Collected data entries

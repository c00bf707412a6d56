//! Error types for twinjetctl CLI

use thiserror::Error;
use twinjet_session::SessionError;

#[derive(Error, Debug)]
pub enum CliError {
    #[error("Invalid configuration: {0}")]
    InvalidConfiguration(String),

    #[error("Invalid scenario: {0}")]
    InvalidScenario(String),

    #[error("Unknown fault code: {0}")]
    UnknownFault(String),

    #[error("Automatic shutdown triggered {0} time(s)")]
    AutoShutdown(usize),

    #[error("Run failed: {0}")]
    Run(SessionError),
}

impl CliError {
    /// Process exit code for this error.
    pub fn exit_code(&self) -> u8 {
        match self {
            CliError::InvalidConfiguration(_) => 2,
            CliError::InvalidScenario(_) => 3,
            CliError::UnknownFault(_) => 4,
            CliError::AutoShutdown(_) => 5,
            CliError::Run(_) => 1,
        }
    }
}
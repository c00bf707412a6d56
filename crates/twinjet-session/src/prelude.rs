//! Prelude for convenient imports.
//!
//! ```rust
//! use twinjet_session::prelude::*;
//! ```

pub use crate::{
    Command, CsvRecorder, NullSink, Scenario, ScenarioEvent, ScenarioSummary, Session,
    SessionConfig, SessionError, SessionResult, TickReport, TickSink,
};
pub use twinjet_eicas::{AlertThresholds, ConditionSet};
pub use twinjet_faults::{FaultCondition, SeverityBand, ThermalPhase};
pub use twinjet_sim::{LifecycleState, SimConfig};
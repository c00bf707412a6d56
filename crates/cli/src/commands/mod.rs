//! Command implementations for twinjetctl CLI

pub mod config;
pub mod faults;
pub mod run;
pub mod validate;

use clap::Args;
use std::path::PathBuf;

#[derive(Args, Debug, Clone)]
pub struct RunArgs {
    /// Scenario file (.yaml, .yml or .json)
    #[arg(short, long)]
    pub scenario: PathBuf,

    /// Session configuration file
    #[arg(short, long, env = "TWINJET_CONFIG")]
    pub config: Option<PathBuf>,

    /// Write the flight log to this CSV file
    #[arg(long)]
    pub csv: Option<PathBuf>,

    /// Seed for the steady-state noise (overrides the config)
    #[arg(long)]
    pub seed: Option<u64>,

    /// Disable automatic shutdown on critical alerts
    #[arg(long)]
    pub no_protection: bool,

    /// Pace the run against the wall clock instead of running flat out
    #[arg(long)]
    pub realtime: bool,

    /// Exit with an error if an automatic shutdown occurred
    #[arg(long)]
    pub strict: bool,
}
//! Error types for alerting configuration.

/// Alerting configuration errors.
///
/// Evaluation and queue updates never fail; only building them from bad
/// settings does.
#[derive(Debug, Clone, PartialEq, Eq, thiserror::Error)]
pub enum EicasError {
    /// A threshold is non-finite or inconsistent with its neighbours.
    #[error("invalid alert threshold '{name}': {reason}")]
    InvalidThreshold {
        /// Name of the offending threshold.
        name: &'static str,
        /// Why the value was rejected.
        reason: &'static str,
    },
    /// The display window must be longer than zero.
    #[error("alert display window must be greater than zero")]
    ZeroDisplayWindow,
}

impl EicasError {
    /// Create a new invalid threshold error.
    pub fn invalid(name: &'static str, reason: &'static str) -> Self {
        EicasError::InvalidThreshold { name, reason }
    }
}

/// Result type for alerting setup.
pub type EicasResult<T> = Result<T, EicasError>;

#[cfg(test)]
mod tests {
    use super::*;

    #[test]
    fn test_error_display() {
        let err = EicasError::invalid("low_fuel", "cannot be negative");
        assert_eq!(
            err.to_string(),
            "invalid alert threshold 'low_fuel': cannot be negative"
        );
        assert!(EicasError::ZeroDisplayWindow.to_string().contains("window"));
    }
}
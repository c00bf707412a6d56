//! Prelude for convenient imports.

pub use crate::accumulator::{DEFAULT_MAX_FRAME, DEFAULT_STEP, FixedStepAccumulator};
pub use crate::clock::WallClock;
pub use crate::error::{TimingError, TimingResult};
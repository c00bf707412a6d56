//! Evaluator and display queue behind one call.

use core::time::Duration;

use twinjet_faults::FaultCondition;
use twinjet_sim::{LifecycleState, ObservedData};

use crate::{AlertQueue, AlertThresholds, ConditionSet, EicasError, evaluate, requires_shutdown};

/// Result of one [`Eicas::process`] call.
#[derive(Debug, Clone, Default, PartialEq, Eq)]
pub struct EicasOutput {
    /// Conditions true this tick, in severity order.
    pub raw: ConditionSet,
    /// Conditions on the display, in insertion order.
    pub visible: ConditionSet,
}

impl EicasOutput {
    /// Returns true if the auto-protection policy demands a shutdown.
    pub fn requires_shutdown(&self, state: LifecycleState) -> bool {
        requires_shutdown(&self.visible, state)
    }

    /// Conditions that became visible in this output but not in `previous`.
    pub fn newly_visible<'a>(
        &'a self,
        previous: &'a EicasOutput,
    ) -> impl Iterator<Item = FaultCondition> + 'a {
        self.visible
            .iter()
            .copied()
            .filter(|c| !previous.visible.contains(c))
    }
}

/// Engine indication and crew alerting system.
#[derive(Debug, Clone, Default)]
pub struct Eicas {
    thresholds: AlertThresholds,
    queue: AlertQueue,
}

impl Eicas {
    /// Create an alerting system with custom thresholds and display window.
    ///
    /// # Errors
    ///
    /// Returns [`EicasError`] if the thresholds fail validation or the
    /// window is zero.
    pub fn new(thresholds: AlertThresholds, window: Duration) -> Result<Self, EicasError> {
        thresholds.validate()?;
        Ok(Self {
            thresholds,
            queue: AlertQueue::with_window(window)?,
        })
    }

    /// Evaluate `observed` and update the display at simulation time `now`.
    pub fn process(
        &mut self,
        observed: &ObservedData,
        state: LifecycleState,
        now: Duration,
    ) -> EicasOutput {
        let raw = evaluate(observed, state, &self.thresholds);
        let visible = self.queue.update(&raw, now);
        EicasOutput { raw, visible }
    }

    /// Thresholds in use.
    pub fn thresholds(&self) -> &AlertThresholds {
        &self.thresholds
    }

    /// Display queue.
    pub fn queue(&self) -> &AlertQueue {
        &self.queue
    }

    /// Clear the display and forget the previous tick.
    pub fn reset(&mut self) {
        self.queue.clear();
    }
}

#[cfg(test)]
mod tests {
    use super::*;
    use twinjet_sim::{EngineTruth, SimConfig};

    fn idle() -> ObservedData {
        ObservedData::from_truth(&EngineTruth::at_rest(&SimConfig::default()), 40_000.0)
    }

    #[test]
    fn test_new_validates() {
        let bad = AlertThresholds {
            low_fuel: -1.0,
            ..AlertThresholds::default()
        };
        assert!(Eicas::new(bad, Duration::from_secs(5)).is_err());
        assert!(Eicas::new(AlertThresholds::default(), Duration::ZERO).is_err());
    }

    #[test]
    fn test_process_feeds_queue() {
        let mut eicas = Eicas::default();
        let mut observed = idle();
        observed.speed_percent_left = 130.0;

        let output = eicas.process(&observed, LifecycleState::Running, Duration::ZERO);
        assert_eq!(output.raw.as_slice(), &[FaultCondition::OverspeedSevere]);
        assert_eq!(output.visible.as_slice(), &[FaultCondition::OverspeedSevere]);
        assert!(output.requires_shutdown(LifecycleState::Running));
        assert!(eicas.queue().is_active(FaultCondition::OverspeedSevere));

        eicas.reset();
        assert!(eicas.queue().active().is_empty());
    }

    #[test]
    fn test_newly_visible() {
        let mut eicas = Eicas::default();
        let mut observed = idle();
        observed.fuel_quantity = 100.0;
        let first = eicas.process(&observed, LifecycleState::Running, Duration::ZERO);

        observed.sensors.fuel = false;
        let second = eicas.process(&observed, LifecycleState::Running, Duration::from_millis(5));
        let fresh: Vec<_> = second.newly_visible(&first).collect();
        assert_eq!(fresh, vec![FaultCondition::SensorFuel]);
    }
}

● Problem to work on
The data above should be reproduced in full and exactly.

● Answer space
repository c00bf707412a6d56
//! Error types for twinjetctl CLI

use thiserror::Error;
use twinjet_session::SessionError;

#[derive(Error, Debug)]
pub enum CliError {
    #[error("Invalid configuration: {0}")]
    InvalidConfiguration(String),

    #[error("Invalid scenario: {0}")]
    InvalidScenario(String),

    #[error("Unknown fault code: {0}")]
    UnknownFault(String),

    #[error("Automatic shutdown triggered {0} time(s)")]
    AutoShutdown(usize),

    #[error("Run failed: {0}")]
    Run(SessionError),
}

impl CliError {
    /// Process exit code for this error.
    pub fn exit_code(&self) -> u8 {
        match self {
            CliError::InvalidConfiguration(_) => 2,
            CliError::InvalidScenario(_) => 3,
            CliError::UnknownFault(_) => 4,
            CliError::AutoShutdown(_) => 5,
            CliError::Run(_) => 1,
        }
    }
}
repository c00bf707412a6d56
filename crates/twinjet-session/src/prelude.rs
//! Prelude for convenient imports.
//!
//! ```rust
//! use twinjet_session::prelude::*;
//! ```

pub use crate::{
    Command, CsvRecorder, NullSink, Scenario, ScenarioEvent, ScenarioSummary, Session,
    SessionConfig, SessionError, SessionResult, TickReport, TickSink,
};
pub use twinjet_eicas::{AlertThresholds, ConditionSet};
pub use twinjet_faults::{FaultCondition, SeverityBand, ThermalPhase};
pub use twinjet_sim::{LifecycleState, SimConfig};
repository c00bf707412a6d56
filename crates/cli/src/commands/mod.rs
//! Command implementations for twinjetctl CLI

pub mod config;
pub mod faults;
pub mod run;
pub mod validate;

use clap::Args;
use std::path::PathBuf;

#[derive(Args, Debug, Clone)]
pub struct RunArgs {
    /// Scenario file (.yaml, .yml or .json)
    #[arg(short, long)]
    pub scenario: PathBuf,

    /// Session configuration file
    #[arg(short, long, env = "TWINJET_CONFIG")]
    pub config: Option<PathBuf>,

    /// Write the flight log to this CSV file
    #[arg(long)]
    pub csv: Option<PathBuf>,

    /// Seed for the steady-state noise (overrides the config)
    #[arg(long)]
    pub seed: Option<u64>,

    /// Disable automatic shutdown on critical alerts
    #[arg(long)]
    pub no_protection: bool,

    /// Pace the run against the wall clock instead of running flat out
    #[arg(long)]
    pub realtime: bool,

    /// Exit with an error if an automatic shutdown occurred
    #[arg(long)]
    pub strict: bool,
}
//! Error types for alerting configuration.

/// Alerting configuration errors.
///
/// Evaluation and queue updates never fail; only building them from bad
/// settings does.
#[derive(Debug, Clone, PartialEq, Eq, thiserror::Error)]
pub enum EicasError {
    /// A threshold is non-finite or inconsistent with its neighbours.
    #[error("invalid alert threshold '{name}': {reason}")]
    InvalidThreshold {
        /// Name of the offending threshold.
        name: &'static str,
        /// Why the value was rejected.
        reason: &'static str,
    },
    /// The display window must be longer than zero.
    #[error("alert display window must be greater than zero")]
    ZeroDisplayWindow,
}

impl EicasError {
    /// Create a new invalid threshold error.
    pub fn invalid(name: &'static str, reason: &'static str) -> Self {
        EicasError::InvalidThreshold { name, reason }
    }
}

/// Result type for alerting setup.
pub type EicasResult<T> = Result<T, EicasError>;

#[cfg(test)]
mod tests {
    use super::*;

    #[test]
    fn test_error_display() {
        let err = EicasError::invalid("low_fuel", "cannot be negative");
        assert_eq!(
            err.to_string(),
            "invalid alert threshold 'low_fuel': cannot be negative"
        );
        assert!(EicasError::ZeroDisplayWindow.to_string().contains("window"));
    }
}
repository c00bf707412a6d56
//! Prelude for convenient imports.

pub use crate::accumulator::{DEFAULT_MAX_FRAME, DEFAULT_STEP, FixedStepAccumulator};
pub use crate::clock::WallClock;
pub use crate::error::{TimingError, TimingResult};
repository c00bf707412a6d56
//! Evaluator and display queue behind one call.

use core::time::Duration;

use twinjet_faults::FaultCondition;
use twinjet_sim::{LifecycleState, ObservedData};

use crate::{AlertQueue, AlertThresholds, ConditionSet, EicasError, evaluate, requires_shutdown};

/// Result of one [`Eicas::process`] call.
#[derive(Debug, Clone, Default, PartialEq, Eq)]
pub struct EicasOutput {
    /// Conditions true this tick, in severity order.
    pub raw: ConditionSet,
    /// Conditions on the display, in insertion order.
    pub visible: ConditionSet,
}

impl EicasOutput {
    /// Returns true if the auto-protection policy demands a shutdown.
    pub fn requires_shutdown(&self, state: LifecycleState) -> bool {
        requires_shutdown(&self.visible, state)
    }

    /// Conditions that became visible in this output but not in `previous`.
    pub fn newly_visible<'a>(
        &'a self,
        previous: &'a EicasOutput,
    ) -> impl Iterator<Item = FaultCondition> + 'a {
        self.visible
            .iter()
            .copied()
            .filter(|c| !previous.visible.contains(c))
    }
}

/// Engine indication and crew alerting system.
#[derive(Debug, Clone, Default)]
pub struct Eicas {
    thresholds: AlertThresholds,
    queue: AlertQueue,
}

impl Eicas {
    /// Create an alerting system with custom thresholds and display window.
    ///
    /// # Errors
    ///
    /// Returns [`EicasError`] if the thresholds fail validation or the
    /// window is zero.
    pub fn new(thresholds: AlertThresholds, window: Duration) -> Result<Self, EicasError> {
        thresholds.validate()?;
        Ok(Self {
            thresholds,
            queue: AlertQueue::with_window(window)?,
        })
    }

    /// Evaluate `observed` and update the display at simulation time `now`.
    pub fn process(
        &mut self,
        observed: &ObservedData,
        state: LifecycleState,
        now: Duration,
    ) -> EicasOutput {
        let raw = evaluate(observed, state, &self.thresholds);
        let visible = self.queue.update(&raw, now);
        EicasOutput { raw, visible }
    }

    /// Thresholds in use.
    pub fn thresholds(&self) -> &AlertThresholds {
        &self.thresholds
    }

    /// Display queue.
    pub fn queue(&self) -> &AlertQueue {
        &self.queue
    }

    /// Clear the display and forget the previous tick.
    pub fn reset(&mut self) {
        self.queue.clear();
    }
}

#[cfg(test)]
mod tests {
    use super::*;
    use twinjet_sim::{EngineTruth, SimConfig};

    fn idle() -> ObservedData {
        ObservedData::from_truth(&EngineTruth::at_rest(&SimConfig::default()), 40_000.0)
    }

    #[test]
    fn test_new_validates() {
        let bad = AlertThresholds {
            low_fuel: -1.0,
            ..AlertThresholds::default()
        };
        assert!(Eicas::new(bad, Duration::from_secs(5)).is_err());
        assert!(Eicas::new(AlertThresholds::default(), Duration::ZERO).is_err());
    }

    #[test]
    fn test_process_feeds_queue() {
        let mut eicas = Eicas::default();
        let mut observed = idle();
        observed.speed_percent_left = 130.0;

        let output = eicas.process(&observed, LifecycleState::Running, Duration::ZERO);
        assert_eq!(output.raw.as_slice(), &[FaultCondition::OverspeedSevere]);
        assert_eq!(output.visible.as_slice(), &[FaultCondition::OverspeedSevere]);
        assert!(output.requires_shutdown(LifecycleState::Running));
        assert!(eicas.queue().is_active(FaultCondition::OverspeedSevere));

        eicas.reset();
        assert!(eicas.queue().active().is_empty());
    }

    #[test]
    fn test_newly_visible() {
        let mut eicas = Eicas::default();
        let mut observed = idle();
        observed.fuel_quantity = 100.0;
        let first = eicas.process(&observed, LifecycleState::Running, Duration::ZERO);

        observed.sensors.fuel = false;
        let second = eicas.process(&observed, LifecycleState::Running, Duration::from_millis(5));
        let fresh: Vec<_> = second.newly_visible(&first).collect();
        assert_eq!(fresh, vec![FaultCondition::SensorFuel]);
    }
}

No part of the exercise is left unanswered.